Disney chairman Bob Iger said earlier this year: ‘It was just not appropriate in today’s world.’
Old Warner Brothers cartoons, such as Tom and Jerry, already air with a warning about cultural sensitivity.
One movie that is not expected to ever be available on streaming is Birth Of A Nation (1915) – the DW Griffith film hailed as the birth of cinema.
The film portrays the Ku Klux Klan as sympathetic characters.
Friday’s decision by Netflix to remove Lucas and Walliams’ two series sparked anger from subscribers to the service, who were annoyed when they discovered the two shows had been dropped.
Journalist and former MEP Daniel Hannan was among those to speak out.
He wrote: ‘There is an unbearable smugness in rushing to condemn Ali G, Bo’ Selecta or other shows that were fine until the day before yesterday. As if to say, ‘You all thought this was fine, but look – I’m more sensitive than you’. Hmmm. Maybe you’re just more priggish.’
But the company is understood to have believed it was the right thing to do.
The move is likely to lead to calls for more outdated shows that may be seen as racist to be removed.
Those angered by the move said they were ‘fuming’ and ‘gutted’ at the decision.
Some viewers complained they were in the middle of watching the series.
One viewer said people should be able to make their ‘own choices’.
But others have expressed growing unease about watching sketches which featured the comedians wearing make up to portray different races, amid claims it was offensive.
One viewer said they were ‘shocked’ that it had been available.
In Little Britain, David Walliams wore make up to play health-spa guest Desiree DeVere. In Come Fly With Me, he played ‘passenger liaison officer’ Moses Beacon and airline boss Omar Baba, while Lucas’ characters included coffee shop worker Precious Little.
The BBC’s iPlayer was airing the first series of Little Britain which included a scene where the pair were made-up to look like blackface entertainers. But has now taken the series down.
A spokesman for the BBC said: ‘There’s a lot of historical programming available on BBC iPlayer, which we regularly review. Times have changed since Little Britain first aired so it is not currently available on BBC iPlayer.’
BritBox, the streaming service from ITV and the BBC, which had been showing three series of Little Britain, has now also removed the show.
It said last night: ‘Times have changed since Little Britain first aired, so it is not currently available on BritBox. Come Fly With Me has not been available on the service for six months.’

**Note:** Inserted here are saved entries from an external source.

//! 최근 활동 피드 (최신순, 개수 제한)

use chrono::NaiveDateTime;
use opsboard_core::models::monitoring::MonitoringSnapshot;
use std::collections::VecDeque;

#[derive(Debug, Clone, PartialEq, Eq)]
pub struct ActivityEntry {
    pub text: String,
    pub timestamp: NaiveDateTime,
}

#[derive(Debug)]
pub struct ActivityFeed {
    entries: VecDeque<ActivityEntry>,
    limit: usize,
}

impl ActivityFeed {
    pub fn new(limit: usize) -> Self {
        Self {
            entries: VecDeque::with_capacity(limit),
            limit,
        }
    }

    /// 스냅샷에 알림이 있으면 첫 알림으로 항목을 하나 추가한다
    pub fn record(&mut self, snapshot: &MonitoringSnapshot) -> Option<ActivityEntry> {
        let alert = snapshot.alerts.first()?;
        let entry = ActivityEntry {
            text: format!("Alert triggered on {}", alert.server),
            timestamp: alert.timestamp,
        };
        self.entries.push_front(entry.clone());
        self.entries.truncate(self.limit);
        Some(entry)
    }

    pub fn entries(&self) -> impl Iterator<Item = &ActivityEntry> {
        self.entries.iter()
    }

    pub fn len(&self) -> usize {
        self.entries.len()
    }

    pub fn is_empty(&self) -> bool {
        self.entries.is_empty()
    }
}
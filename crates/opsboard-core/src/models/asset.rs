//! 자산(인벤토리) 모델.
//!
//! `GET /api/assets` 응답 항목. 가져온 뒤에는 불변이며, 새로고침 시 통째로 교체된다.

use serde::{Deserialize, Serialize};

/// 관리 대상 IT 장비 인벤토리 레코드
///
/// `status`/`asset_type`/`brand`의 값 집합은 백엔드가 정하므로 문자열로 유지한다.
#[derive(Debug, Clone, Default, PartialEq, Eq, Serialize, Deserialize)]
pub struct Asset {
    /// 자산 고유 ID
    pub id: String,
    /// 표시 이름 (호스트명 등)
    pub name: String,
    /// 장비 유형 (Laptop, Server, ...)
    #[serde(rename = "type", default)]
    pub asset_type: String,
    /// 제조사
    #[serde(default)]
    pub brand: String,
    /// 모델명
    #[serde(default)]
    pub model: String,
    /// 시리얼 번호
    #[serde(default)]
    pub serial_number: String,
    /// 상태 (active / inactive / maintenance / retired ...)
    #[serde(default)]
    pub status: String,
    /// 설치 위치
    #[serde(default)]
    pub location: String,
    /// 담당자
    #[serde(default)]
    pub assigned_to: String,
    /// 운영체제
    #[serde(default)]
    pub os: String,
    /// IP 주소
    #[serde(default)]
    pub ip_address: String,
    /// 구매일
    #[serde(default)]
    pub purchase_date: String,
    /// 보증 만료일
    #[serde(default)]
    pub warranty_expiry: String,
}

#[cfg(test)]
mod tests {
    use super::*;

    #[test]
    fn deserialize_with_type_field_and_missing_optionals() {
        let json = r#"{
            "id": "AST-001",
            "name": "srv-01",
            "type": "Server",
            "brand": "Dell",
            "status": "active"
        }"#;
        let asset: Asset = serde_json::from_str(json).unwrap();
        assert_eq!(asset.asset_type, "Server");
        assert_eq!(asset.brand, "Dell");
        assert!(asset.serial_number.is_empty());
        assert!(asset.warranty_expiry.is_empty());
    }
}
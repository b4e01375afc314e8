//! 포트 인터페이스 (trait).
//!
//! Hexagonal Architecture의 포트 레이어.
//! `opsboard-network`가 이 trait들을 구현하며,
//! `opsboard-app`에서 `Arc<dyn T>`로 와이어링한다.
//!
//! 모든 async trait은 `async_trait` 매크로를 사용하여 object safety를 보장한다.

pub mod api_client;
//! # opsboard-app
//!
//! OPSBOARD 터미널 클라이언트.
//! CLI 파싱, 어댑터/컨트롤러 배선, 텍스트 렌더링, 감시 모드 라이프사이클.

pub mod cli;
pub mod commands;
pub mod event_bus;
pub mod lifecycle;
pub mod render;
//! 모니터링 스냅샷 모델.
//!
//! `GET /api/current-data` 응답과 `monitoring_update` 푸시 페이로드가 같은 형태를 가진다.
//! 메트릭 값은 백분율이지만 상류 이상치로 100을 넘을 수 있으며 클램핑하지 않는다.

use chrono::NaiveDateTime;
use serde::{Deserialize, Serialize};
use std::fmt;

/// 서버 메트릭 종류
#[derive(Debug, Clone, Copy, PartialEq, Eq, Hash, Serialize, Deserialize)]
#[serde(rename_all = "snake_case")]
pub enum MetricKind {
    CpuUsage,
    MemoryUsage,
    DiskUsage,
    NetworkTraffic,
}

impl MetricKind {
    /// 카드/대시보드 표시 순서
    pub const ALL: [MetricKind; 4] = [
        MetricKind::CpuUsage,
        MetricKind::MemoryUsage,
        MetricKind::DiskUsage,
        MetricKind::NetworkTraffic,
    ];

    /// 와이어 이름 (`cpu_usage`)
    pub fn as_str(&self) -> &'static str {
        match self {
            MetricKind::CpuUsage => "cpu_usage",
            MetricKind::MemoryUsage => "memory_usage",
            MetricKind::DiskUsage => "disk_usage",
            MetricKind::NetworkTraffic => "network_traffic",
        }
    }

    /// 알림 문구용 라벨 (`cpu usage`)
    pub fn label(&self) -> String {
        self.as_str().replace('_', " ")
    }

    /// 카드용 짧은 라벨
    pub fn short_label(&self) -> &'static str {
        match self {
            MetricKind::CpuUsage => "CPU",
            MetricKind::MemoryUsage => "Memory",
            MetricKind::DiskUsage => "Disk",
            MetricKind::NetworkTraffic => "Network",
        }
    }
}

impl fmt::Display for MetricKind {
    fn fmt(&self, f: &mut fmt::Formatter<'_>) -> fmt::Result {
        f.write_str(self.as_str())
    }
}

/// 서버 한 대의 메트릭 (각 값은 백분율)
#[derive(Debug, Clone, Copy, Default, PartialEq, Serialize, Deserialize)]
pub struct ServerMetrics {
    #[serde(default)]
    pub cpu_usage: f64,
    #[serde(default)]
    pub memory_usage: f64,
    #[serde(default)]
    pub disk_usage: f64,
    #[serde(default)]
    pub network_traffic: f64,
}

impl ServerMetrics {
    pub fn get(&self, kind: MetricKind) -> f64 {
        match kind {
            MetricKind::CpuUsage => self.cpu_usage,
            MetricKind::MemoryUsage => self.memory_usage,
            MetricKind::DiskUsage => self.disk_usage,
            MetricKind::NetworkTraffic => self.network_traffic,
        }
    }

    /// `(종류, 값)` 쌍을 표시 순서대로 순회
    pub fn iter(&self) -> impl Iterator<Item = (MetricKind, f64)> + '_ {
        MetricKind::ALL.into_iter().map(move |k| (k, self.get(k)))
    }
}

/// 모니터링 대상 호스트
#[derive(Debug, Clone, PartialEq, Serialize, Deserialize)]
pub struct MonitoredHost {
    /// 백엔드가 ID를 주지 않으면 `name`이 식별자 역할을 한다
    #[serde(default, skip_serializing_if = "Option::is_none")]
    pub id: Option<String>,
    pub name: String,
    #[serde(default = "default_host_status")]
    pub status: String,
    #[serde(default)]
    pub metrics: ServerMetrics,
}

fn default_host_status() -> String {
    "online".to_string()
}

/// 알림 심각도
#[derive(Debug, Clone, Copy, PartialEq, Eq, Hash, Serialize, Deserialize)]
#[serde(rename_all = "lowercase")]
pub enum AlertSeverity {
    Warning,
    Critical,
}

/// 임계값 초과 알림 (백엔드가 판정/보고)
#[derive(Debug, Clone, PartialEq, Serialize, Deserialize)]
pub struct Alert {
    #[serde(with = "crate::models::timestamp")]
    pub timestamp: NaiveDateTime,
    /// 대상 서버 이름
    pub server: String,
    pub metric: MetricKind,
    pub value: f64,
    pub threshold: f64,
    pub severity: AlertSeverity,
}

impl Alert {
    pub fn is_critical(&self) -> bool {
        self.severity == AlertSeverity::Critical
    }
}

/// 모니터링 스냅샷 (서버 목록 + 이번 주기에 발생한 알림)
#[derive(Debug, Clone, PartialEq, Serialize, Deserialize)]
pub struct MonitoringSnapshot {
    #[serde(with = "crate::models::timestamp")]
    pub timestamp: NaiveDateTime,
    #[serde(default)]
    pub servers: Vec<MonitoredHost>,
    #[serde(default)]
    pub alerts: Vec<Alert>,
}

impl MonitoringSnapshot {
    /// 이번 스냅샷의 critical 알림 수
    pub fn critical_alert_count(&self) -> usize {
        self.alerts.iter().filter(|a| a.is_critical()).count()
    }
}

#[cfg(test)]
mod tests {
    use super::*;

    const SNAPSHOT_JSON: &str = r#"{
        "timestamp": "2025-01-15 10:00:00",
        "servers": [
            {"name": "laptop-01", "status": "online",
             "metrics": {"cpu_usage": 91.5, "memory_usage": 40.0, "disk_usage": 55.2, "network_traffic": 12.0}},
            {"name": "laptop-02",
             "metrics": {"cpu_usage": 20.0, "memory_usage": 30.0, "disk_usage": 104.0, "network_traffic": 10.0}}
        ],
        "alerts": [
            {"timestamp": "2025-01-15 10:00:00", "server": "laptop-01", "metric": "cpu_usage",
             "value": 91.5, "threshold": 80, "severity": "critical"},
            {"timestamp": "2025-01-15 10:00:00", "server": "laptop-02", "metric": "disk_usage",
             "value": 104.0, "threshold": 90, "severity": "warning"}
        ]
    }"#;

    #[test]
    fn deserialize_snapshot() {
        let snap: MonitoringSnapshot = serde_json::from_str(SNAPSHOT_JSON).unwrap();
        assert_eq!(snap.servers.len(), 2);
        assert_eq!(snap.servers[1].status, "online");
        // 100 초과 값도 그대로 유지
        assert_eq!(snap.servers[1].metrics.disk_usage, 104.0);
        assert_eq!(snap.critical_alert_count(), 1);
        assert_eq!(snap.alerts[0].metric, MetricKind::CpuUsage);
    }

    #[test]
    fn metric_labels() {
        assert_eq!(MetricKind::NetworkTraffic.label(), "network traffic");
        assert_eq!(MetricKind::MemoryUsage.short_label(), "Memory");
    }
}
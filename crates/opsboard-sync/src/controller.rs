//! 동기화 컨트롤러.
//!
//! REST 조회와 푸시 알림을 받아 [`DataStore`]를 갱신한다.
//!
//! - 조회 실패는 `warn!` 로그만 남기고 이전 상태를 유지한다 (재시도 없음)
//! - 이벤트 생성/변경/삭제 알림은 증분 반영 없이 전체 재조회로 처리한다
//! - 사용자 변경 요청은 입력 검증 → API 호출 → 전체 재조회 순서이며,
//!   이 경우에만 에러를 호출자에게 돌려준다

use opsboard_core::config::SyncConfig;
use opsboard_core::error::CoreError;
use opsboard_core::models::asset::Asset;
use opsboard_core::models::event::{Event, EventStatus, EventUpdate, NewEvent};
use opsboard_core::models::monitoring::{Alert, MonitoringSnapshot};
use opsboard_core::models::settings::Acknowledgement;
use opsboard_core::ports::api_client::{DashboardApi, PushEvent};
use parking_lot::Mutex;
use std::future::Future;
use std::sync::Arc;
use std::time::Duration;
use tokio::sync::{broadcast, mpsc, watch};
use tokio::time::{Interval, MissedTickBehavior};
use tracing::{debug, info, warn};

use crate::banner::{AlertBanner, BannerNotice};
use crate::feed::{ActivityEntry, ActivityFeed};
use crate::store::{ApplyOutcome, Collection, DataStore, RequestToken};

/// 컨트롤러가 내보내는 상태 변경 알림
#[derive(Debug, Clone)]
pub enum SyncEvent {
    /// 컬렉션이 새 응답으로 교체됨
    Reloaded(Collection),
    /// 조회 실패 (이전 상태 유지)
    FetchFailed { collection: Collection, error: String },
    /// 푸시 채널 연결 상태 변경
    ConnectionChanged(bool),
    BannerRaised(BannerNotice),
    BannerDismissed { generation: u64 },
    Activity(ActivityEntry),
}

pub struct SyncController {
    api: Arc<dyn DashboardApi>,
    config: SyncConfig,
    store: Arc<Mutex<DataStore>>,
    banner: Arc<Mutex<AlertBanner>>,
    feed: Arc<Mutex<ActivityFeed>>,
    event_tx: Option<broadcast::Sender<SyncEvent>>,
}

impl SyncController {
    pub fn new(api: Arc<dyn DashboardApi>, config: SyncConfig) -> Self {
        let feed = ActivityFeed::new(config.activity_feed_limit);
        Self {
            api,
            config,
            store: Arc::new(Mutex::new(DataStore::new())),
            banner: Arc::new(Mutex::new(AlertBanner::new())),
            feed: Arc::new(Mutex::new(feed)),
            event_tx: None,
        }
    }

    /// 상태 변경 브로드캐스트 채널 설정
    pub fn with_event_tx(mut self, event_tx: broadcast::Sender<SyncEvent>) -> Self {
        self.event_tx = Some(event_tx);
        self
    }

    fn publish(&self, event: SyncEvent) {
        if let Some(tx) = &self.event_tx {
            let _ = tx.send(event);
        }
    }

    // ── 조회 ──────────────────────────────────────────────

    /// 토큰 발급 → 조회 → 토큰 순서 검사 후 반영
    ///
    /// 실패하면 `None`. 상태는 건드리지 않는다.
    async fn reload<T, Fut>(
        &self,
        collection: Collection,
        fetch: Fut,
        apply: impl FnOnce(&mut DataStore, RequestToken, T) -> ApplyOutcome,
    ) -> Option<ApplyOutcome>
    where
        Fut: Future<Output = Result<T, CoreError>>,
    {
        let token = self.store.lock().begin(collection);
        match fetch.await {
            Ok(data) => {
                let outcome = {
                    let mut store = self.store.lock();
                    apply(&mut *store, token, data)
                };
                if outcome.is_applied() {
                    self.publish(SyncEvent::Reloaded(collection));
                }
                Some(outcome)
            }
            Err(e) => {
                warn!("{collection} 조회 실패, 이전 상태 유지: {e}");
                self.publish(SyncEvent::FetchFailed {
                    collection,
                    error: e.to_string(),
                });
                None
            }
        }
    }

    pub async fn reload_events(&self) -> Option<ApplyOutcome> {
        self.reload(
            Collection::Events,
            self.api.fetch_events(),
            DataStore::apply_events,
        )
        .await
    }

    pub async fn reload_assets(&self) -> Option<ApplyOutcome> {
        self.reload(
            Collection::Assets,
            self.api.fetch_assets(),
            DataStore::apply_assets,
        )
        .await
    }

    pub async fn reload_alerts(&self) -> Option<ApplyOutcome> {
        self.reload(
            Collection::Alerts,
            self.api.fetch_alerts(),
            DataStore::apply_alerts,
        )
        .await
    }

    /// 현재 스냅샷 조회 + 알림 이력 갱신
    pub async fn refresh_monitoring(&self) -> Option<ApplyOutcome> {
        let token = self.store.lock().begin(Collection::Monitoring);
        let snapshot = match self.api.fetch_current_data().await {
            Ok(snapshot) => snapshot,
            Err(e) => {
                warn!("monitoring 조회 실패, 이전 상태 유지: {e}");
                self.publish(SyncEvent::FetchFailed {
                    collection: Collection::Monitoring,
                    error: e.to_string(),
                });
                return None;
            }
        };
        let outcome = self.apply_snapshot(token, snapshot);
        if outcome.is_applied() {
            self.reload_alerts().await;
        }
        Some(outcome)
    }

    /// 초기 전체 로드
    pub async fn initial_load(&self) {
        info!("초기 데이터 로드");
        tokio::join!(
            self.reload_assets(),
            self.reload_events(),
            self.refresh_monitoring(),
        );
    }

    /// 스냅샷 반영 + 배너/활동 피드 갱신
    ///
    /// 늦게 도착한 스냅샷은 배너/피드에도 반영하지 않는다.
    fn apply_snapshot(&self, token: RequestToken, snapshot: MonitoringSnapshot) -> ApplyOutcome {
        let (notice, entry) = {
            let mut store = self.store.lock();
            if !store.apply_monitoring(token, snapshot).is_applied() {
                return ApplyOutcome::Stale;
            }
            match store.monitoring().value() {
                Some(current) => (
                    self.banner.lock().observe(current),
                    self.feed.lock().record(current),
                ),
                None => (None, None),
            }
        };

        self.publish(SyncEvent::Reloaded(Collection::Monitoring));
        if let Some(entry) = entry {
            self.publish(SyncEvent::Activity(entry));
        }
        if let Some(notice) = notice {
            info!("{}", notice.message);
            self.schedule_dismiss(notice.generation);
            self.publish(SyncEvent::BannerRaised(notice));
        }
        ApplyOutcome::Applied
    }

    /// 배너 자동 닫힘 타이머
    fn schedule_dismiss(&self, generation: u64) {
        let banner = self.banner.clone();
        let event_tx = self.event_tx.clone();
        let delay = Duration::from_millis(self.config.banner_dismiss_ms);
        tokio::spawn(async move {
            tokio::time::sleep(delay).await;
            if banner.lock().dismiss(generation) {
                debug!("배너 자동 닫힘 (generation={generation})");
                if let Some(tx) = event_tx {
                    let _ = tx.send(SyncEvent::BannerDismissed { generation });
                }
            }
        });
    }

    // ── 푸시 ──────────────────────────────────────────────

    pub async fn handle_push(&self, event: PushEvent) {
        match event {
            PushEvent::Connected => self.publish(SyncEvent::ConnectionChanged(true)),
            PushEvent::Disconnected => self.publish(SyncEvent::ConnectionChanged(false)),
            PushEvent::MonitoringUpdate(snapshot) => {
                let token = self.store.lock().begin(Collection::Monitoring);
                if self.apply_snapshot(token, *snapshot).is_applied() {
                    self.reload_alerts().await;
                }
            }
            other => {
                if other.invalidates_events() {
                    debug!("이벤트 변경 알림 수신, 전체 재조회");
                    self.reload_events().await;
                }
            }
        }
    }

    /// 푸시 이벤트/주기 조회 루프
    ///
    /// `shutdown`이 `true`가 되거나 푸시 채널이 닫히면 반환한다.
    pub async fn run(
        &self,
        mut push_rx: mpsc::Receiver<PushEvent>,
        mut shutdown: watch::Receiver<bool>,
    ) {
        let mut monitoring_tick = poll_interval(self.config.monitoring_poll_interval_secs);
        let mut events_tick = poll_interval(self.config.events_poll_interval_secs);

        loop {
            tokio::select! {
                event = push_rx.recv() => match event {
                    Some(event) => self.handle_push(event).await,
                    None => {
                        info!("푸시 채널 종료, 동기화 루프 종료");
                        break;
                    }
                },
                _ = tick(&mut monitoring_tick) => {
                    self.refresh_monitoring().await;
                }
                _ = tick(&mut events_tick) => {
                    self.reload_events().await;
                }
                changed = shutdown.changed() => {
                    if changed.is_err() || *shutdown.borrow() {
                        info!("동기화 루프 종료");
                        break;
                    }
                }
            }
        }
    }

    // ── 사용자 변경 ───────────────────────────────────────

    pub async fn create_event(&self, new_event: NewEvent) -> Result<Event, CoreError> {
        new_event.validate()?;
        let created = self.api.create_event(&new_event).await?;
        info!("이벤트 생성: {}", created.id);
        self.reload_events().await;
        Ok(created)
    }

    /// 상태 변경. 전이 규칙은 백엔드가 판단한다.
    pub async fn update_status(&self, id: &str, status: EventStatus) -> Result<Event, CoreError> {
        self.update_event(id, EventUpdate::status(status)).await
    }

    pub async fn add_note(&self, id: &str, text: &str) -> Result<Event, CoreError> {
        self.update_event(id, EventUpdate::note(text)).await
    }

    async fn update_event(&self, id: &str, update: EventUpdate) -> Result<Event, CoreError> {
        update.validate()?;
        let updated = self.api.update_event(id, &update).await?;
        info!("이벤트 업데이트: {id}");
        self.reload_events().await;
        Ok(updated)
    }

    pub async fn delete_event(&self, id: &str) -> Result<Acknowledgement, CoreError> {
        let ack = self.api.delete_event(id).await?;
        info!("이벤트 삭제: {id}");
        self.reload_events().await;
        Ok(ack)
    }

    // ── 조회용 접근자 (복제본) ─────────────────────────────

    pub fn events(&self) -> Vec<Event> {
        self.store.lock().events().value().clone()
    }

    pub fn event(&self, id: &str) -> Option<Event> {
        self.store.lock().find_event(id).cloned()
    }

    pub fn assets(&self) -> Vec<Asset> {
        self.store.lock().assets().value().clone()
    }

    pub fn monitoring(&self) -> Option<MonitoringSnapshot> {
        self.store.lock().monitoring().value().clone()
    }

    /// 최근 알림 (설정된 개수만큼, 최신순)
    pub fn recent_alerts(&self) -> Vec<Alert> {
        self.store
            .lock()
            .alerts()
            .value()
            .iter()
            .take(self.config.recent_alerts_limit)
            .cloned()
            .collect()
    }

    pub fn is_loaded(&self, collection: Collection) -> bool {
        let store = self.store.lock();
        match collection {
            Collection::Assets => store.assets().is_loaded(),
            Collection::Events => store.events().is_loaded(),
            Collection::Monitoring => store.monitoring().is_loaded(),
            Collection::Alerts => store.alerts().is_loaded(),
        }
    }

    pub fn banner(&self) -> Option<BannerNotice> {
        self.banner.lock().current().cloned()
    }

    pub fn dismiss_banner(&self) -> Option<BannerNotice> {
        self.banner.lock().dismiss_current()
    }

    pub fn activity(&self) -> Vec<ActivityEntry> {
        self.feed.lock().entries().cloned().collect()
    }
}

/// 0초이거나 첫 시각을 표현할 수 없을 만큼 크면 주기 조회 없음
fn poll_interval(secs: u64) -> Option<Interval> {
    if secs == 0 {
        return None;
    }
    let period = Duration::from_secs(secs);
    let Some(start) = tokio::time::Instant::now().checked_add(period) else {
        warn!("조회 주기 {}초가 너무 커서 주기 조회를 끕니다", secs);
        return None;
    };
    let mut interval = tokio::time::interval_at(start, period);
    interval.set_missed_tick_behavior(MissedTickBehavior::Delay);
    Some(interval)
}

async fn tick(interval: &mut Option<Interval>) {
    match interval {
        Some(interval) => {
            interval.tick().await;
        }
        None => std::future::pending::<()>().await,
    }
}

There had been a mixed reaction to Netflix’s decision to remove both Little Britain and The League of Gentlemen from the service.
One user said on Twitter: ‘League of Gentlemen has been removed from Netflix for use of blackface.
‘There are no words.’
Another wrote: ‘Absolutely furious that Little Britain and Come Fly With Me have been taken off Netflix.’
‘Little Britain and Come Fly With Me have both been removed from Netflix….so now I can’t watch these shows because you don’t like it?,’ said a third.
‘I want to live in a free country and make my own choices. Not an oppressive regime where I’m told what I can and can’t watch.’
But another viewer said on Friday: ‘I’m guilty for watching Little Britain and Come Fly With Me and looking past the black face but we all must face up and accept this was unacceptable and it’s still shown on Netflix.’
Another person speaking at the end of last week told Netflix: ‘Take Little Britain down.
‘Please do not endorse a show which perpetuates stereotypes of minority groups and makes a laughing stock of people who have to fight for basic equality within life.’
This comes after comedian Leigh Francis tearfully apologised for impersonating black stars on his show Bo’ Selecta.
He said he had been thinking about his Channel 4 show and had not realised at the time how offensive it was.